Penso a una serie televisiva che non ha nulla a che fare con i faccioni elettorali, ma che è una delle spie della fiducia malriposta: è l’ormai famosissima Baby Reindeer di Richard Gadd. Racconta, come è arcinoto, una storia di stalking subito dal comico scozzese, da una donna instabile di nome Martha e, prima, da un feroce manipolatore. La serie è stata appassionatamente amata: ma contiene un aspetto sinistro, ovvero la richiesta di identificazione con il protagonista, che è il solo portatore della storia.

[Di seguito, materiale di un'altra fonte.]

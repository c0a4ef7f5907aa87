use actix_web::{web, HttpResponse, Result};
use chrono::Utc;
use uuid::Uuid;

use crate::database::models::{
    derive_manual_entry, hours_between, round_hours, AttendanceQuery, AttendanceStatus,
    ManualAttendanceInput,
};
use crate::database::repositories::{AttendanceRepository, EmployeeRepository, UserRepository};
use crate::error::AppError;
use crate::handlers::shared::ApiResponse;
use crate::services::{access, Claims};

/// Self-service check-in for the caller's linked employee profile.
pub async fn check_in(
    claims: Claims,
    users: web::Data<UserRepository>,
    attendance: web::Data<AttendanceRepository>,
) -> Result<HttpResponse> {
    let employee_id = access::linked_employee_id(&claims, &users).await?;

    let now = Utc::now();
    let today = now.date_naive();

    let record = attendance
        .check_in(employee_id, today, now)
        .await?
        .ok_or_else(|| AppError::Conflict("Already checked in for today".to_string()))?;

    Ok(HttpResponse::Created().json(ApiResponse::success_with_message(
        Some(record),
        "Check-in successful",
    )))
}

pub async fn check_out(
    claims: Claims,
    users: web::Data<UserRepository>,
    attendance: web::Data<AttendanceRepository>,
) -> Result<HttpResponse> {
    let employee_id = access::linked_employee_id(&claims, &users).await?;

    let now = Utc::now();
    let today = now.date_naive();

    let record = attendance
        .find_for_day(employee_id, today)
        .await?
        .ok_or_else(|| AppError::Conflict("No check-in record found for today".to_string()))?;

    if record.check_out_time.is_some() {
        return Err(AppError::Conflict("Already checked out for today".to_string()).into());
    }

    let check_in_time = record.check_in_time.ok_or_else(|| {
        AppError::Conflict("Cannot check out without a check-in time".to_string())
    })?;

    // Status is derived from the exact duration; the stored value is rounded.
    let hours = hours_between(check_in_time, now);
    let status = AttendanceStatus::for_hours_worked(hours);

    let record = attendance
        .complete_check_out(record.id, now, round_hours(hours), status)
        .await?
        .ok_or_else(|| AppError::Conflict("Already checked out for today".to_string()))?;

    Ok(HttpResponse::Ok().json(ApiResponse::success_with_message(
        Some(record),
        "Check-out successful",
    )))
}

/// Attendance ledger, narrowed to what the caller's role may see.
pub async fn get_attendance(
    claims: Claims,
    users: web::Data<UserRepository>,
    employees: web::Data<EmployeeRepository>,
    attendance: web::Data<AttendanceRepository>,
    query: web::Query<AttendanceQuery>,
) -> Result<HttpResponse> {
    let scope = access::resolve_scope(&claims, &users).await?;
    let employee_ids =
        access::scoped_employee_ids(&scope, query.employee_id, &employees).await?;

    let records = attendance
        .find(employee_ids, query.start_date, query.end_date)
        .await?;

    Ok(HttpResponse::Ok().json(ApiResponse::success(records)))
}

pub async fn get_employee_attendance(
    claims: Claims,
    users: web::Data<UserRepository>,
    employees: web::Data<EmployeeRepository>,
    attendance: web::Data<AttendanceRepository>,
    path: web::Path<Uuid>,
) -> Result<HttpResponse> {
    let scope = access::resolve_scope(&claims, &users).await?;
    let employee_ids =
        access::scoped_employee_ids(&scope, Some(path.into_inner()), &employees).await?;

    let records = attendance.find(employee_ids, None, None).await?;

    Ok(HttpResponse::Ok().json(ApiResponse::success(records)))
}

/// hr_admin: create or correct a day's record. The (employee, day) unique
/// key makes this an update-in-place when the row already exists.
pub async fn manual_entry(
    claims: Claims,
    employees: web::Data<EmployeeRepository>,
    attendance: web::Data<AttendanceRepository>,
    input: web::Json<ManualAttendanceInput>,
) -> Result<HttpResponse> {
    claims.require_hr_admin()?;

    let input = input.into_inner();

    employees
        .find_by_id(input.employee_id)
        .await?
        .ok_or_else(|| AppError::NotFound("Employee not found".to_string()))?;

    let (hours_worked, status) =
        derive_manual_entry(input.check_in_time, input.check_out_time, input.status)?;

    let day = input.date.date_naive();

    let record = attendance
        .manual_upsert(
            input.employee_id,
            day,
            input.check_in_time,
            input.check_out_time,
            hours_worked,
            status,
            input.notes,
        )
        .await?;

    Ok(HttpResponse::Ok().json(ApiResponse::success_with_message(
        Some(record),
        "Attendance updated successfully",
    )))
}

pub async fn delete_attendance(
    claims: Claims,
    attendance: web::Data<AttendanceRepository>,
    path: web::Path<Uuid>,
) -> Result<HttpResponse> {
    claims.require_hr_admin()?;

    if !attendance.delete(path.into_inner()).await? {
        return Err(AppError::NotFound("Attendance record not found".to_string()).into());
    }

    Ok(HttpResponse::Ok().json(ApiResponse::message("Attendance record deleted")))
}
use actix_web::{web, HttpResponse, Result};
use chrono::Utc;
use uuid::Uuid;

use crate::database::models::{LeaveQuery, LeaveRequestInput, LeaveStatusInput};
use crate::database::repositories::{EmployeeRepository, LeaveRepository, UserRepository};
use crate::error::AppError;
use crate::handlers::shared::ApiResponse;
use crate::services::{access, Claims};

/// Apply for leave: employees for themselves, hr_admins on anyone's behalf.
pub async fn create_leave(
    claims: Claims,
    users: web::Data<UserRepository>,
    employees: web::Data<EmployeeRepository>,
    leaves: web::Data<LeaveRepository>,
    input: web::Json<LeaveRequestInput>,
) -> Result<HttpResponse> {
    let input = input.into_inner();

    // Every rule is checked before anything is written.
    if input.start_date > input.end_date {
        return Err(AppError::BadRequest(
            "Start date must be on or before end date".to_string(),
        )
        .into());
    }

    let employee_id = if claims.is_hr_admin() {
        let employee_id = input
            .employee_id
            .ok_or_else(|| AppError::BadRequest("Employee ID is required".to_string()))?;
        employees
            .find_by_id(employee_id)
            .await?
            .ok_or_else(|| AppError::NotFound("Employee not found".to_string()))?;
        employee_id
    } else {
        let own_id = access::linked_employee_id(&claims, &users).await?;
        if input.employee_id.is_some_and(|id| id != own_id) {
            return Err(AppError::Forbidden(
                "Cannot apply for leave on behalf of another employee".to_string(),
            )
            .into());
        }
        own_id
    };

    let request = leaves
        .create(
            employee_id,
            input.leave_type,
            input.start_date,
            input.end_date,
            input.reason,
        )
        .await?;

    Ok(HttpResponse::Created().json(ApiResponse::success(request)))
}

/// Leave ledger, narrowed to what the caller's role may see.
pub async fn get_leaves(
    claims: Claims,
    users: web::Data<UserRepository>,
    employees: web::Data<EmployeeRepository>,
    leaves: web::Data<LeaveRepository>,
    query: web::Query<LeaveQuery>,
) -> Result<HttpResponse> {
    let scope = access::resolve_scope(&claims, &users).await?;
    let employee_ids = access::scoped_employee_ids(&scope, None, &employees).await?;

    let requests = leaves.find(employee_ids, query.status).await?;

    Ok(HttpResponse::Ok().json(ApiResponse::success(requests)))
}

pub async fn get_leave(
    claims: Claims,
    users: web::Data<UserRepository>,
    employees: web::Data<EmployeeRepository>,
    leaves: web::Data<LeaveRepository>,
    path: web::Path<Uuid>,
) -> Result<HttpResponse> {
    let request = leaves
        .find_by_id(path.into_inner())
        .await?
        .ok_or_else(|| AppError::NotFound("Leave request not found".to_string()))?;

    let scope = access::resolve_scope(&claims, &users).await?;

    let owner = employees
        .find_by_id(request.employee_id)
        .await?
        .ok_or_else(|| AppError::NotFound("Employee not found".to_string()))?;

    if !scope.allows(&owner) {
        return Err(AppError::Forbidden(
            "Not authorized to view this leave request".to_string(),
        )
        .into());
    }

    Ok(HttpResponse::Ok().json(ApiResponse::success(request)))
}

/// Approve / reject / cancel. hr_admins decide on any request, managers only
/// on their direct reports'.
pub async fn update_leave_status(
    claims: Claims,
    employees: web::Data<EmployeeRepository>,
    leaves: web::Data<LeaveRepository>,
    path: web::Path<Uuid>,
    input: web::Json<LeaveStatusInput>,
) -> Result<HttpResponse> {
    claims.require_manager_or_hr_admin()?;

    let leave_id = path.into_inner();
    let next = input.into_inner().status;

    let request = leaves
        .find_by_id(leave_id)
        .await?
        .ok_or_else(|| AppError::NotFound("Leave request not found".to_string()))?;

    if claims.is_manager() {
        let owner = employees
            .find_by_id(request.employee_id)
            .await?
            .ok_or_else(|| AppError::NotFound("Employee not found".to_string()))?;

        if owner.manager_id != Some(claims.sub) {
            return Err(AppError::Forbidden(
                "Not authorized to decide on this leave request".to_string(),
            )
            .into());
        }
    }

    if !request.status.can_transition_to(next) {
        return Err(AppError::Conflict(format!(
            "Invalid transition from {} to {}",
            request.status, next
        ))
        .into());
    }

    // The update is guarded on the status we just validated, so a racing
    // transition surfaces as a conflict instead of a double decision.
    let request = leaves
        .set_status(leave_id, request.status, next, claims.sub, Utc::now())
        .await?
        .ok_or_else(|| {
            AppError::Conflict("Leave request was updated concurrently".to_string())
        })?;

    Ok(HttpResponse::Ok().json(ApiResponse::success(request)))
}

pub async fn delete_leave(
    claims: Claims,
    leaves: web::Data<LeaveRepository>,
    path: web::Path<Uuid>,
) -> Result<HttpResponse> {
    claims.require_hr_admin()?;

    if !leaves.delete(path.into_inner()).await? {
        return Err(AppError::NotFound("Leave request not found".to_string()).into());
    }

    Ok(HttpResponse::Ok().json(ApiResponse::message("Leave request deleted")))
}
pub mod attendance;
pub mod employee;
pub mod leave;
pub(crate) mod macros;
pub mod user;

pub use attendance::{
    derive_manual_entry, hours_between, round_hours, AttendanceQuery, AttendanceRecord,
    AttendanceStatus, ManualAttendanceInput, FULL_DAY_HOURS, HALF_DAY_HOURS,
};
pub use employee::{CreateEmployeeInput, Employee, EmployeeStatus, UpdateEmployeeInput};
pub use leave::{
    LeaveQuery, LeaveRequest, LeaveRequestInput, LeaveStatus, LeaveStatusInput, LeaveType,
};
pub use user::{
    AuthResponse, LoginInput, RegisterInput, UpdateUserInput, User, UserInfo, UserRole,
};
use actix_web::web;

pub mod attendance;
pub mod auth;
pub mod employees;
pub mod leaves;

/// Mounts the whole API under /api/v1. Shared between the server binary and
/// the integration tests.
pub fn api(cfg: &mut web::ServiceConfig) {
    cfg.service(
        web::scope("/api/v1")
            .configure(auth::configure)
            .configure(employees::configure)
            .configure(attendance::configure)
            .configure(leaves::configure),
    );
}
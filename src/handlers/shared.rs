use serde::{Deserialize, Serialize};

/// Response envelope shared by every endpoint.
#[derive(Debug, Serialize, Deserialize)]
pub struct ApiResponse<T> {
    pub success: bool,
    pub data: Option<T>,
    pub message: Option<String>,
}

impl<T> ApiResponse<T> {
    pub fn success(data: T) -> Self {
        Self {
            success: true,
            data: Some(data),
            message: None,
        }
    }

    pub fn success_with_message(data: Option<T>, message: &str) -> Self {
        Self {
            success: true,
            data,
            message: Some(message.to_string()),
        }
    }
}

impl ApiResponse<()> {
    pub fn message(message: &str) -> Self {
        Self {
            success: true,
            data: None,
            message: Some(message.to_string()),
        }
    }

    pub fn error(message: &str) -> Self {
        Self {
            success: false,
            data: None,
            message: Some(message.to_string()),
        }
    }
}
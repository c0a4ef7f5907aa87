use chrono::{DateTime, NaiveDate, Utc};
use sqlx::PgPool;
use uuid::Uuid;

use crate::database::models::{LeaveRequest, LeaveStatus, LeaveType};
use crate::error::AppError;

const LEAVE_COLUMNS: &str = r#"
    id, employee_id, leave_type, start_date, end_date, reason, status,
    applied_date, approved_by, approval_date, created_at, updated_at
"#;

#[derive(Clone)]
pub struct LeaveRepository {
    pool: PgPool,
}

impl LeaveRepository {
    pub fn new(pool: PgPool) -> Self {
        Self { pool }
    }

    /// New requests always start out pending with the applied date fixed at
    /// creation time.
    pub async fn create(
        &self,
        employee_id: Uuid,
        leave_type: LeaveType,
        start_date: NaiveDate,
        end_date: NaiveDate,
        reason: String,
    ) -> Result<LeaveRequest, AppError> {
        let now = Utc::now();

        let request = sqlx::query_as::<_, LeaveRequest>(&format!(
            r#"
            INSERT INTO
                leave_requests (
                    id, employee_id, leave_type, start_date, end_date, reason,
                    status, applied_date, created_at, updated_at
                )
            VALUES
                ($1, $2, $3, $4, $5, $6, $7, $8, $8, $8)
            RETURNING {LEAVE_COLUMNS}
            "#
        ))
        .bind(Uuid::new_v4())
        .bind(employee_id)
        .bind(leave_type)
        .bind(start_date)
        .bind(end_date)
        .bind(reason)
        .bind(LeaveStatus::Pending)
        .bind(now)
        .fetch_one(&self.pool)
        .await?;

        Ok(request)
    }

    pub async fn find_by_id(&self, id: Uuid) -> Result<Option<LeaveRequest>, AppError> {
        let request = sqlx::query_as::<_, LeaveRequest>(&format!(
            "SELECT {LEAVE_COLUMNS} FROM leave_requests WHERE id = $1"
        ))
        .bind(id)
        .fetch_optional(&self.pool)
        .await?;

        Ok(request)
    }

    /// Ledger query. `employee_ids = None` means unscoped; an empty slice
    /// matches nothing.
    pub async fn find(
        &self,
        employee_ids: Option<Vec<Uuid>>,
        status: Option<LeaveStatus>,
    ) -> Result<Vec<LeaveRequest>, AppError> {
        let requests = sqlx::query_as::<_, LeaveRequest>(&format!(
            r#"
            SELECT {LEAVE_COLUMNS}
            FROM leave_requests
            WHERE
                ($1::uuid[] IS NULL OR employee_id = ANY($1))
                AND ($2::varchar IS NULL OR status = $2)
            ORDER BY applied_date DESC
            "#
        ))
        .bind(employee_ids)
        .bind(status)
        .fetch_all(&self.pool)
        .await?;

        Ok(requests)
    }

    /// Applies a status transition, recording who decided and when. Guarded
    /// on the expected current status so a racing transition loses cleanly;
    /// `None` means the row moved on (or never existed).
    pub async fn set_status(
        &self,
        id: Uuid,
        expected: LeaveStatus,
        next: LeaveStatus,
        approver_id: Uuid,
        decided_at: DateTime<Utc>,
    ) -> Result<Option<LeaveRequest>, AppError> {
        let request = sqlx::query_as::<_, LeaveRequest>(&format!(
            r#"
            UPDATE leave_requests
            SET
                status = $3,
                approved_by = $4,
                approval_date = $5,
                updated_at = $5
            WHERE
                id = $1 AND status = $2
            RETURNING {LEAVE_COLUMNS}
            "#
        ))
        .bind(id)
        .bind(expected)
        .bind(next)
        .bind(approver_id)
        .bind(decided_at)
        .fetch_optional(&self.pool)
        .await?;

        Ok(request)
    }

    pub async fn delete(&self, id: Uuid) -> Result<bool, AppError> {
        let result = sqlx::query("DELETE FROM leave_requests WHERE id = $1")
            .bind(id)
            .execute(&self.pool)
            .await?;

        Ok(result.rows_affected() > 0)
    }
}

La verità (fidatevi) è la sua, e l’esposizione dei propri abissi chiede, nei fatti, solo una cosa: amatemi, voi che guardate, anche se le mie colpe sono tante. È tutto vero (fidatevi) dal momento che sto parlando di me, e io sono come voi.

 

Ecco, l’avvelenamento dei pozzi, e dei manifesti, e del voto, sta ancora una volta in quel «me». Per questo, la cosa preziosa di oggi è Il tempo degli imprevisti di Helena Janeczek, uscito per Guanda. Nessun «me», ma molti «noi»: una maestra di inizio Novecento, un uomo chiamato K. inseguito a Merano, un ragazzino che a Venezia spia la figlia di Ezra Pound, un coro di avventori di caffè a Trieste, nell’anno delle leggi razziali. Nessuna identificazione richiesta, nessun inganno, ma il desiderio di ricordarci, invece, che siamo nati plurali, e tali dovremmo rimanere.